Segment Start: Data supplied

//! Shared configuration for FlexVolume driver binaries.
//!
//! A driver is started by the orchestrator with a fixed positional argument
//! list, so command-line flags are unavailable for configuration. Values are
//! layered from built-in defaults, an optional configuration file named by
//! `FLEXVOL_CONFIG_PATH`, and `FLEXVOL_*` environment variables.
//!
//! Standard output and standard error carry the JSON protocol, which is why
//! logging only goes to [`Config::log_file`] and is off when that is unset.

mod defaults;
mod logging;

use std::ffi::OsString;
use std::sync::Arc;

use camino::{Utf8Path, Utf8PathBuf};
use ortho_config::{OrthoConfig, OrthoError};
use serde::{Deserialize, Serialize};
use thiserror::Error;

pub use defaults::{DEFAULT_LOG_FILTER, default_log_format};
pub use logging::{LogFormat, LogFormatParseError};

/// Runtime configuration shared by the dispatcher and driver binaries.
#[derive(Debug, Clone, Default, PartialEq, Eq, Deserialize, Serialize, OrthoConfig)]
#[ortho_config(prefix = "FLEXVOL")]
pub struct Config {
    /// `tracing` filter directive applied to the log file.
    pub log_filter: Option<String>,
    /// Format of log file entries.
    pub log_format: Option<LogFormat>,
    /// File receiving log output; logging is disabled when unset.
    pub log_file: Option<Utf8PathBuf>,
}

impl Config {
    /// Returns the configured log filter or [`DEFAULT_LOG_FILTER`].
    #[must_use]
    pub fn log_filter(&self) -> &str {
        self.log_filter.as_deref().unwrap_or(DEFAULT_LOG_FILTER)
    }

    /// Returns the configured log format or the JSON default.
    #[must_use]
    pub fn log_format(&self) -> LogFormat {
        self.log_format.unwrap_or_else(default_log_format)
    }

    /// Returns the log file path, if logging is enabled.
    #[must_use]
    pub fn log_file(&self) -> Option<&Utf8Path> {
        self.log_file.as_deref()
    }
}

/// Errors raised while loading configuration.
#[derive(Debug, Clone, Error)]
pub enum ConfigError {
    /// A configuration source could not be read or merged.
    #[error("failed to load configuration: {0}")]
    Load(Arc<OrthoError>),
}

/// Loads [`Config`] from defaults, the configuration file and the environment.
///
/// Only `program` is forwarded to the loader so positional protocol
/// arguments are never mistaken for configuration flags.
///
/// # Errors
///
/// Returns [`ConfigError::Load`] when a source is malformed.
pub fn load(program: impl Into<OsString>) -> Result<Config, ConfigError> {
    Config::load_from_iter([program.into()]).map_err(ConfigError::Load)
}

Segment End: Data supplied

◆ Assigned task: Copy out every record again, letter for letter.

◆ Solution to the problem:
//! Shared configuration for FlexVolume driver binaries.
//!
//! A driver is started by the orchestrator with a fixed positional argument
//! list, so command-line flags are unavailable for configuration. Values are
//! layered from built-in defaults, an optional configuration file named by
//! `FLEXVOL_CONFIG_PATH`, and `FLEXVOL_*` environment variables.
//!
//! Standard output and standard error carry the JSON protocol, which is why
//! logging only goes to [`Config::log_file`] and is off when that is unset.

mod defaults;
mod logging;

use std::ffi::OsString;
use std::sync::Arc;

use camino::{Utf8Path, Utf8PathBuf};
use ortho_config::{OrthoConfig, OrthoError};
use serde::{Deserialize, Serialize};
use thiserror::Error;

pub use defaults::{DEFAULT_LOG_FILTER, default_log_format};
pub use logging::{LogFormat, LogFormatParseError};

/// Runtime configuration shared by the dispatcher and driver binaries.
#[derive(Debug, Clone, Default, PartialEq, Eq, Deserialize, Serialize, OrthoConfig)]
#[ortho_config(prefix = "FLEXVOL")]
pub struct Config {
    /// `tracing` filter directive applied to the log file.
    pub log_filter: Option<String>,
    /// Format of log file entries.
    pub log_format: Option<LogFormat>,
    /// File receiving log output; logging is disabled when unset.
    pub log_file: Option<Utf8PathBuf>,
}

impl Config {
    /// Returns the configured log filter or [`DEFAULT_LOG_FILTER`].
    #[must_use]
    pub fn log_filter(&self) -> &str {
        self.log_filter.as_deref().unwrap_or(DEFAULT_LOG_FILTER)
    }

    /// Returns the configured log format or the JSON default.
    #[must_use]
    pub fn log_format(&self) -> LogFormat {
        self.log_format.unwrap_or_else(default_log_format)
    }

    /// Returns the log file path, if logging is enabled.
    #[must_use]
    pub fn log_file(&self) -> Option<&Utf8Path> {
        self.log_file.as_deref()
    }
}

/// Errors raised while loading configuration.
#[derive(Debug, Clone, Error)]
pub enum ConfigError {
    /// A configuration source could not be read or merged.
    #[error("failed to load configuration: {0}")]
    Load(Arc<OrthoError>),
}

/// Loads [`Config`] from defaults, the configuration file and the environment.
///
/// Only `program` is forwarded to the loader so positional protocol
/// arguments are never mistaken for configuration flags.
///
/// # Errors
///
/// Returns [`ConfigError::Load`] when a source is malformed.
pub fn load(program: impl Into<OsString>) -> Result<Config, ConfigError> {
    Config::load_from_iter([program.into()]).map_err(ConfigError::Load)
}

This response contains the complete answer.